Re: Iterators in Java and C++
On 2008-04-05 16:57, Sam wrote:
Erik Wikstr??m writes:
On 2008-04-05 14:45, Sam wrote:
Mirek Fidler writes:
What the Java fan club fails to comprehend is that each iteration, in Java,
involves two virtual function calls: hasNext() and next(), while equivalent
C++ code is likely to involve more than a pair of CPU instructions:
increment and comparison, since the C++ generated code is likely to inline
What makes you think that "hasNext" and "next", if implemented in C++,
would not be expressed by "a pair of CPU instructions" - compare and
increment?
and keep both iterators in registers (most C++ STL iterators usually get
optimized into nothing more than glorified pointers).
As could be Java style iterators implemented in C++. Just consider
template <class T>
struct Iter {
T::iterator ptr;
T::iterator end;
bool hasNext() const { return ptr != end; }
void next() { ptr++; }
};
Your arguments are completely moot.
For starters, your implementation of next() is wrong. See
http://java.sun.com/javase/6/docs/api/java/util/Iterator.html. The correct,
equivalent, implementation would be:
Iter<T> next() const { Iter<T> n; n.ptr=ptr+1; n.end=end; return n }
That's your "Java style iterator" for you. That's what you have to do, on
each iteration of the loop. Good luck optimizing that. Now, why don't you go
and benchmark this abomination against the STL iterator, see what happens,
then get back to me.
Gosh, what the heck are they teaching in college, these days?
Don't know if you posted the correct link or if they just teaches us to
read better in college these days. :-) I think the correct
implementation, given the link you posted, should be
T& next() { ptr++; return *ptr; }
No, that's not correct. In java.util.Iterator, the next() method does not
modify the Iterator, it returns a new Iterator.
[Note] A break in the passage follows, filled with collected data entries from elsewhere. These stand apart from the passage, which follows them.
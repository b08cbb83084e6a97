//! Quadrilateral scheme: quadtree refinement in Morton order.
//!
//! Faces: 0 is the `x = 0` side, 1 the `x = L` side, 2 the `y = 0` side and
//! 3 the `y = L` side of the element. Every face is its own tree face.

use crate::bits::cube::QuadCoord;
use crate::config::SchemeConfig;
use crate::eclass::ElementClass;
use crate::element::{LineElement, QuadElement, Surround};
use crate::pool::ElementPool;
use crate::scheme_error::SchemeError;

use super::{ElementScheme, TreeElement};

impl TreeElement for QuadElement {
    type Face = LineElement;

    const CLASS: ElementClass = ElementClass::Quadrilateral;
    const MAXLEVEL: u8 = QuadElement::MAXLEVEL;

    fn level(&self) -> u8 {
        self.level
    }

    fn parent(&self) -> Self {
        Self::from_coord(self.coord().parent(), self.surround)
    }

    fn child(&self, child_id: usize) -> Self {
        Self::from_coord(self.coord().child(child_id), self.surround)
    }

    fn child_id(&self) -> usize {
        self.coord().child_id()
    }

    fn ancestor(&self, level: u8) -> Self {
        Self::from_coord(self.coord().ancestor(level), self.surround)
    }

    fn linear_id(&self, level: u8) -> u64 {
        self.coord().linear_id(level)
    }

    fn from_linear_id(level: u8, id: u64) -> Self {
        Self::from_coord(QuadCoord::from_linear_id(level, id), Surround::PLANAR)
    }

    fn first_descendant(&self, level: u8) -> Self {
        Self::from_coord(self.coord().first_descendant(level), self.surround)
    }

    fn last_descendant(&self, level: u8) -> Self {
        Self::from_coord(self.coord().last_descendant(level), self.surround)
    }

    fn nearest_common_ancestor(&self, other: &Self) -> Self {
        Self::from_coord(
            self.coord().nearest_common_ancestor(&other.coord()),
            self.surround,
        )
    }

    fn anchor(&self) -> [i32; 3] {
        [self.x, self.y, 0]
    }

    fn vertex(&self, vertex: usize) -> [i32; 3] {
        let [x, y] = self.coord().vertex(vertex);
        [x, y, 0]
    }

    fn root_face(&self, face: usize) -> Option<usize> {
        Some(face)
    }

    /// Faces 0 and 1 run along `y`, faces 2 and 3 along `x`.
    fn face_element(&self, face: usize, _root_face: usize) -> LineElement {
        let x = if face >> 1 != 0 { self.x } else { self.y };
        LineElement::new(x, self.level)
    }

    fn extrude(face: &LineElement, root_face: usize) -> Self {
        let far = Self::ROOT_LEN - QuadCoord::len_at(face.level);
        let (x, y) = match root_face {
            0 => (0, face.x),
            1 => (far, face.x),
            2 => (face.x, 0),
            _ => (face.x, far),
        };
        Self::new(x, y, face.level)
    }

    fn carry_metadata(&mut self, from: &Self) {
        self.surround = from.surround;
    }

    fn check_compatible(&self, other: &Self) -> Result<(), SchemeError> {
        if self.surround.matches(&other.surround) {
            Ok(())
        } else {
            Err(SchemeError::InvalidElement {
                class: ElementClass::Quadrilateral,
                reason: format!(
                    "surround {:?} does not match {:?}",
                    self.surround, other.surround
                ),
            })
        }
    }
}

/// Element scheme for quadrilaterals.
#[derive(Debug, Clone)]
pub struct QuadScheme {
    pool: ElementPool<QuadElement>,
}

impl QuadScheme {
    pub fn new(config: &SchemeConfig) -> Self {
        Self {
            pool: ElementPool::new(ElementClass::Quadrilateral, config),
        }
    }

    /// Whether `q` and `r` were extracted from the same embedding.
    pub fn surround_matches(&self, q: &QuadElement, r: &QuadElement) -> bool {
        q.surround.matches(&r.surround)
    }
}

impl Default for QuadScheme {
    fn default() -> Self {
        Self::new(&SchemeConfig::default())
    }
}

impl ElementScheme for QuadScheme {
    type Element = QuadElement;

    fn pool(&self) -> &ElementPool<QuadElement> {
        &self.pool
    }

    fn pool_mut(&mut self) -> &mut ElementPool<QuadElement> {
        &mut self.pool
    }
}
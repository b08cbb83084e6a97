use bytemuck::{Pod, Zeroable};
use serde::{Deserialize, Serialize};

use crate::bits::tet;
use crate::debug_invariants::DebugInvariants;
use crate::eclass::ElementClass;
use crate::scheme_error::SchemeError;

/// A tetrahedron of the simplex tree: anchor `(x, y, z)`, level and type.
///
/// The type `b` selects one of the six Kuhn tetrahedra of the cube cell at the
/// anchor: vertex 1 steps along axis `b / 2`, vertex 2 additionally along the
/// axis `(b / 2 + 1 + b % 2) % 3`, vertex 3 is the opposite cube corner.
#[repr(C)]
#[derive(
    Clone, Copy, Debug, Default, PartialEq, Eq, Hash, Pod, Zeroable, Serialize, Deserialize,
)]
pub struct TetElement {
    pub x: i32,
    pub y: i32,
    pub z: i32,
    pub level: u8,
    pub ty: u8,
    #[serde(skip)]
    pad: [u8; 2],
}

impl TetElement {
    pub const MAXLEVEL: u8 = 21;
    pub const ROOT_LEN: i32 = 1 << Self::MAXLEVEL;
    pub const NUM_TYPES: u8 = 6;

    pub const fn new(x: i32, y: i32, z: i32, level: u8, ty: u8) -> Self {
        Self {
            x,
            y,
            z,
            level,
            ty,
            pad: [0; 2],
        }
    }

    /// The root tetrahedron `(0,0,0), (L,0,0), (L,L,0), (L,L,L)`.
    pub const fn root() -> Self {
        Self::new(0, 0, 0, 0, 0)
    }
}

impl DebugInvariants for TetElement {
    fn validate_invariants(&self) -> Result<(), SchemeError> {
        let class = ElementClass::Tetrahedron;
        super::validate_anchor(
            class,
            &[self.x, self.y, self.z],
            self.level,
            Self::MAXLEVEL,
        )?;
        if self.ty >= Self::NUM_TYPES {
            return Err(SchemeError::InvalidElement {
                class,
                reason: format!("type {} out of range", self.ty),
            });
        }
        if !tet::is_inside_root(self) {
            return Err(SchemeError::InvalidElement {
                class,
                reason: "tetrahedron outside the root tetrahedron".into(),
            });
        }
        Ok(())
    }
}

#[cfg(test)]
mod tests {
    use super::*;
    use static_assertions::assert_eq_size;

    assert_eq_size!(TetElement, [u32; 4]);

    #[test]
    fn only_type_zero_is_a_root() {
        assert!(TetElement::root().validate_invariants().is_ok());
        for ty in 1..6 {
            assert!(TetElement::new(0, 0, 0, 0, ty).validate_invariants().is_err());
        }
    }

    #[test]
    fn json_roundtrip() {
        let t = TetElement::new(1 << 20, 1 << 20, 0, 1, 4);
        let s = serde_json::to_string(&t).unwrap();
        let back: TetElement = serde_json::from_str(&s).unwrap();
        assert_eq!(back, t);
    }
}
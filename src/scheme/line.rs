//! Line scheme: binary refinement of the unit segment.
//!
//! Face 0 is the vertex at `x`, face 1 the vertex at `x + len`.

use crate::bits::cube::LineCoord;
use crate::config::SchemeConfig;
use crate::eclass::ElementClass;
use crate::element::{LineElement, VertexElement};
use crate::pool::ElementPool;

use super::{ElementScheme, TreeElement};

impl TreeElement for LineElement {
    type Face = VertexElement;

    const CLASS: ElementClass = ElementClass::Line;
    const MAXLEVEL: u8 = LineElement::MAXLEVEL;

    fn level(&self) -> u8 {
        self.level
    }

    fn parent(&self) -> Self {
        Self::from_coord(self.coord().parent())
    }

    fn child(&self, child_id: usize) -> Self {
        Self::from_coord(self.coord().child(child_id))
    }

    fn child_id(&self) -> usize {
        self.coord().child_id()
    }

    fn ancestor(&self, level: u8) -> Self {
        Self::from_coord(self.coord().ancestor(level))
    }

    fn linear_id(&self, level: u8) -> u64 {
        self.coord().linear_id(level)
    }

    fn from_linear_id(level: u8, id: u64) -> Self {
        Self::from_coord(LineCoord::from_linear_id(level, id))
    }

    fn first_descendant(&self, level: u8) -> Self {
        Self::from_coord(self.coord().first_descendant(level))
    }

    fn last_descendant(&self, level: u8) -> Self {
        Self::from_coord(self.coord().last_descendant(level))
    }

    fn nearest_common_ancestor(&self, other: &Self) -> Self {
        Self::from_coord(self.coord().nearest_common_ancestor(&other.coord()))
    }

    fn anchor(&self) -> [i32; 3] {
        [self.x, 0, 0]
    }

    fn vertex(&self, vertex: usize) -> [i32; 3] {
        let [x] = self.coord().vertex(vertex);
        [x, 0, 0]
    }

    fn root_face(&self, face: usize) -> Option<usize> {
        Some(face)
    }

    fn face_element(&self, _face: usize, _root_face: usize) -> VertexElement {
        VertexElement::new(self.level)
    }

    fn extrude(face: &VertexElement, root_face: usize) -> Self {
        let x = if root_face == 0 {
            0
        } else {
            Self::ROOT_LEN - LineCoord::len_at(face.level)
        };
        Self::new(x, face.level)
    }
}

/// Element scheme for line segments.
#[derive(Debug, Clone)]
pub struct LineScheme {
    pool: ElementPool<LineElement>,
}

impl LineScheme {
    pub fn new(config: &SchemeConfig) -> Self {
        Self {
            pool: ElementPool::new(ElementClass::Line, config),
        }
    }
}

impl Default for LineScheme {
    fn default() -> Self {
        Self::new(&SchemeConfig::default())
    }
}

impl ElementScheme for LineScheme {
    type Element = LineElement;

    fn pool(&self) -> &ElementPool<LineElement> {
        &self.pool
    }

    fn pool_mut(&mut self) -> &mut ElementPool<LineElement> {
        &mut self.pool
    }
}

#[cfg(test)]
mod tests {
    use super::*;
    use crate::scheme_error::SchemeError;

    #[test]
    fn boundary_is_two_vertices_of_same_level() {
        let s = LineScheme::default();
        let e = s.set_linear_id(3, 5).unwrap();
        let mut out = [VertexElement::default(); 2];
        s.boundary(&e, 0, &mut out).unwrap();
        assert_eq!(out, [VertexElement::new(3); 2]);
        let mut short = [VertexElement::default(); 1];
        assert!(matches!(
            s.boundary(&e, 0, &mut short),
            Err(SchemeError::LengthMismatch { expected: 2, found: 1, .. })
        ));
    }

    #[test]
    fn vertices_extrude_to_the_ends() {
        let s = LineScheme::default();
        let v = VertexElement::new(2);
        assert_eq!(s.extrude_face(&v, 0).unwrap(), LineElement::new(0, 2));
        assert_eq!(
            s.extrude_face(&v, 1).unwrap(),
            LineElement::new(3 << 28, 2)
        );
    }

    #[test]
    fn vertex_coords_span_the_segment() {
        let s = LineScheme::default();
        let e = LineElement::new(1 << 29, 1);
        assert_eq!(s.vertex_coords(&e, 0).unwrap(), [1 << 29, 0, 0]);
        assert_eq!(s.vertex_coords(&e, 1).unwrap(), [1 << 30, 0, 0]);
        assert!(s.vertex_coords(&e, 2).is_err());
    }
}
No, it return a reference to an object of type E, in other words it
returns a reference to the next element.
The existing iterator remains valid and continues to refer to the
same element.
The link you sent is silent on what happened to the iterator, but if a
new one is created the user will not have a reference to it since the
return-type of next() is E, and not Iterator<E>. Which means that the
user can not make the iterator go forward unless the first iterator is
modified.
Note the description of the next() method in the API:
Returns the next element in the iteration.
Notice that nowhere does it say that a new Iterator object should be
created or returned, rather it says that the next *element* should be
returned.
And *not*:
Updates the Iterator to refer to the next element in the iteration,
and returns self.
Well, my next() does not return the iterator but the next element (just
as the Java Iterator).
--
Erik Wikstr??m